### Goal of the exercise
Find "let n = v.as_u64().ok_or_else(||" and "if let Some(t)" in the records below. Copy the lines holding them and every line between, exactly, and no others.
━━━━
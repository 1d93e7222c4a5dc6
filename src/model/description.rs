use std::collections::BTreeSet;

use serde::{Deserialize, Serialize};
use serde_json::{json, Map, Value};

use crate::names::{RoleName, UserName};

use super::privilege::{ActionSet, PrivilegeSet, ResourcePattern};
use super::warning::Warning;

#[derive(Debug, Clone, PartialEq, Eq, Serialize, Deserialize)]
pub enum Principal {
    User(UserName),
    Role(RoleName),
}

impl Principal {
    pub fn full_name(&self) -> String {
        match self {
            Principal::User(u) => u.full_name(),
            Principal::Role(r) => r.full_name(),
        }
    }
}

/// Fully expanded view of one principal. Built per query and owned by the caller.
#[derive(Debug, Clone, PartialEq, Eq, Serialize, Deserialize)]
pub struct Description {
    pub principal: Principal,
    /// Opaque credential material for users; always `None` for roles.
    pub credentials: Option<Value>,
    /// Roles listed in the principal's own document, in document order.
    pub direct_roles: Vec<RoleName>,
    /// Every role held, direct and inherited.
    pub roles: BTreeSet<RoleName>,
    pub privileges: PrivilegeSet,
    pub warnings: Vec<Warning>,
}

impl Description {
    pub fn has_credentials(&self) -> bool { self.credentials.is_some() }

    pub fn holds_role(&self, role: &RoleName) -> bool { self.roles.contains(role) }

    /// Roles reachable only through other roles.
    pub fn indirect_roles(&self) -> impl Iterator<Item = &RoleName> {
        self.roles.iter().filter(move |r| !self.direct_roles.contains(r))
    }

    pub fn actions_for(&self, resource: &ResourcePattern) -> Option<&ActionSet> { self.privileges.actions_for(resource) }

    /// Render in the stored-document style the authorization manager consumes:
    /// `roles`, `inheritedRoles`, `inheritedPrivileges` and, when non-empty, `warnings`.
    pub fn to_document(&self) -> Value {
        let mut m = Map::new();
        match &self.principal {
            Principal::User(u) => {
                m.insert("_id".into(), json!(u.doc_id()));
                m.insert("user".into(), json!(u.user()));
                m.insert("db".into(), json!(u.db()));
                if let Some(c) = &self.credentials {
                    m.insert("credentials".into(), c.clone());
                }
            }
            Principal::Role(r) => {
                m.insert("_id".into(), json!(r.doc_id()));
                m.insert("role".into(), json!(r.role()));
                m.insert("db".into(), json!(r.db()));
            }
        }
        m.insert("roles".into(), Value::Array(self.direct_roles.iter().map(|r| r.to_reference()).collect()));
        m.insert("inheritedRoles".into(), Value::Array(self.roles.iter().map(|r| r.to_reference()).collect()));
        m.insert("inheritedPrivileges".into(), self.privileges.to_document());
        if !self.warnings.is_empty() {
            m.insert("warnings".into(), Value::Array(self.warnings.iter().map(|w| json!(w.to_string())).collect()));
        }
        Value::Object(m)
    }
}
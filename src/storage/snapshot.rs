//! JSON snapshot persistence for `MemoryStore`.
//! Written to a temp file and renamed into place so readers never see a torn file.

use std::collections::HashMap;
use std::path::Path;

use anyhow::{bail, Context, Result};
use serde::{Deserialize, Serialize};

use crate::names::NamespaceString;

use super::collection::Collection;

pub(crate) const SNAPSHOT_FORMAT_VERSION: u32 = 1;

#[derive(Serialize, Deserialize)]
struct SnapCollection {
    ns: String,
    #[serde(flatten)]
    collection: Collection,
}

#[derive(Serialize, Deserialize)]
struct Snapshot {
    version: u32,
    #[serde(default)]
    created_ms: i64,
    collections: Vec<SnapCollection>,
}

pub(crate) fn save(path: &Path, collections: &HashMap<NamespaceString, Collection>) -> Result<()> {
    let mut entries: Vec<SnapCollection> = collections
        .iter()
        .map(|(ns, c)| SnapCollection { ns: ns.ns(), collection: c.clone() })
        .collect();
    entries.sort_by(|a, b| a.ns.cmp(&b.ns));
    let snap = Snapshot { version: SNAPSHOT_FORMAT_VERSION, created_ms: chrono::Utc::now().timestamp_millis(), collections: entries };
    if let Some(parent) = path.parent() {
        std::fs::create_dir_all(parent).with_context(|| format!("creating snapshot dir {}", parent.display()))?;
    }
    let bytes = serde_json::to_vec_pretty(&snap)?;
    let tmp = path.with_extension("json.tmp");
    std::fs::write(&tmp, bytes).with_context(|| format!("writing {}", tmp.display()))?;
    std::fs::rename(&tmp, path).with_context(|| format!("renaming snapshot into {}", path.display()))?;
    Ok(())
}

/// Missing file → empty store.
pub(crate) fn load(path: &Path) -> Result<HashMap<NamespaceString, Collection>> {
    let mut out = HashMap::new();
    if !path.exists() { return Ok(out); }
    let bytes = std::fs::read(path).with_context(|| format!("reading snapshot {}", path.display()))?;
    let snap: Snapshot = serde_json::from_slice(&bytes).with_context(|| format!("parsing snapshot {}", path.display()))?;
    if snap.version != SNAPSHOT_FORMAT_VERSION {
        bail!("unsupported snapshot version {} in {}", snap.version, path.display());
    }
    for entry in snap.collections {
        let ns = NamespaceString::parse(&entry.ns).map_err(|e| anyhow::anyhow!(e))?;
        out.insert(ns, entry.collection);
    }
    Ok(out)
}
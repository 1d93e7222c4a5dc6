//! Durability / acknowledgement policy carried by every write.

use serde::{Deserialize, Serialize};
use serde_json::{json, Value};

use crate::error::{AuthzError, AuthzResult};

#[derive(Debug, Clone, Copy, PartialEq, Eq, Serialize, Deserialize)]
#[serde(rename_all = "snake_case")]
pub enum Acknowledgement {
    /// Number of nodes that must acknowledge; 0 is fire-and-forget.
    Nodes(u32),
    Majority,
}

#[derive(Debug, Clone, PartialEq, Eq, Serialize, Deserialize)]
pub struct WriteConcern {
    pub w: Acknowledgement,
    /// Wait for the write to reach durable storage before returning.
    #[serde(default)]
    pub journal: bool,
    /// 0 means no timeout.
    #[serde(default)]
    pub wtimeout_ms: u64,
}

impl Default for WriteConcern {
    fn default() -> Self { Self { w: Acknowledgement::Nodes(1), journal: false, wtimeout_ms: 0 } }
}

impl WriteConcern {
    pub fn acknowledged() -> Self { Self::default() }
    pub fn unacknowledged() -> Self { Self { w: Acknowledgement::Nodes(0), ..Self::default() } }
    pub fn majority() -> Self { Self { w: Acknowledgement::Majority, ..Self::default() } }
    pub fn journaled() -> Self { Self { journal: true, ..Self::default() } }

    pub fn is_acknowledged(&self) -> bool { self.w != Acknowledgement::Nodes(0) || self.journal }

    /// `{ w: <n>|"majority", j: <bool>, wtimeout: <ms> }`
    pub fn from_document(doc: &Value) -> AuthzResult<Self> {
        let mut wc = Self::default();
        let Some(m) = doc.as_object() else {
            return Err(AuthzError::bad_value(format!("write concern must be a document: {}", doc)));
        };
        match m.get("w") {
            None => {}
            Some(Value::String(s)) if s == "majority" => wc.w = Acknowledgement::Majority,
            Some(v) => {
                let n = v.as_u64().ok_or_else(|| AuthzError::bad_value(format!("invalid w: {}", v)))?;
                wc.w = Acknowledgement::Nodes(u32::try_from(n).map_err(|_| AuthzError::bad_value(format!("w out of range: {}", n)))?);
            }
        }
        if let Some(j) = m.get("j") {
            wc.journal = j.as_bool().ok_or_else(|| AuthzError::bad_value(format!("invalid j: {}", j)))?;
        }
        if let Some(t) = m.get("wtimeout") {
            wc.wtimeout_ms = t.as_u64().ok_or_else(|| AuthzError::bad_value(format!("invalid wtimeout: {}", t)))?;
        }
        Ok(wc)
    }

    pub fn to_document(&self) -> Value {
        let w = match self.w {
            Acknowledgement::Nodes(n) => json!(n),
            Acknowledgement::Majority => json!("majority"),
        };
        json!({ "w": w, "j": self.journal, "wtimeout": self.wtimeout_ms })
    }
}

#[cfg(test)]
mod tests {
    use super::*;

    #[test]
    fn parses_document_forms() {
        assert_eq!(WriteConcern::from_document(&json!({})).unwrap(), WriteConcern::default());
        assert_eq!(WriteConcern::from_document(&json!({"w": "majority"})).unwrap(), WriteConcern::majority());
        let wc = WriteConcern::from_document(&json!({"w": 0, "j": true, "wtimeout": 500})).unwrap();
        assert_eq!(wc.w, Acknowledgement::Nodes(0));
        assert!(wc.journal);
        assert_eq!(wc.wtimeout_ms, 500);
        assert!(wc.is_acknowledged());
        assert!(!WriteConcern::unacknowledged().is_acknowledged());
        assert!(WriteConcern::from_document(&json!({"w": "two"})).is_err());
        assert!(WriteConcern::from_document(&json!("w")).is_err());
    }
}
━━━━
### Task output
                let n = v.as_u64().ok_or_else(|| AuthzError::bad_value(format!("invalid w: {}", v)))?;
                wc.w = Acknowledgement::Nodes(u32::try_from(n).map_err(|_| AuthzError::bad_value(format!("w out of range: {}", n)))?);
            }
        }
        if let Some(j) = m.get("j") {
            wc.journal = j.as_bool().ok_or_else(|| AuthzError::bad_value(format!("invalid j: {}", j)))?;
        }
        if let Some(t) = m.get("wtimeout") {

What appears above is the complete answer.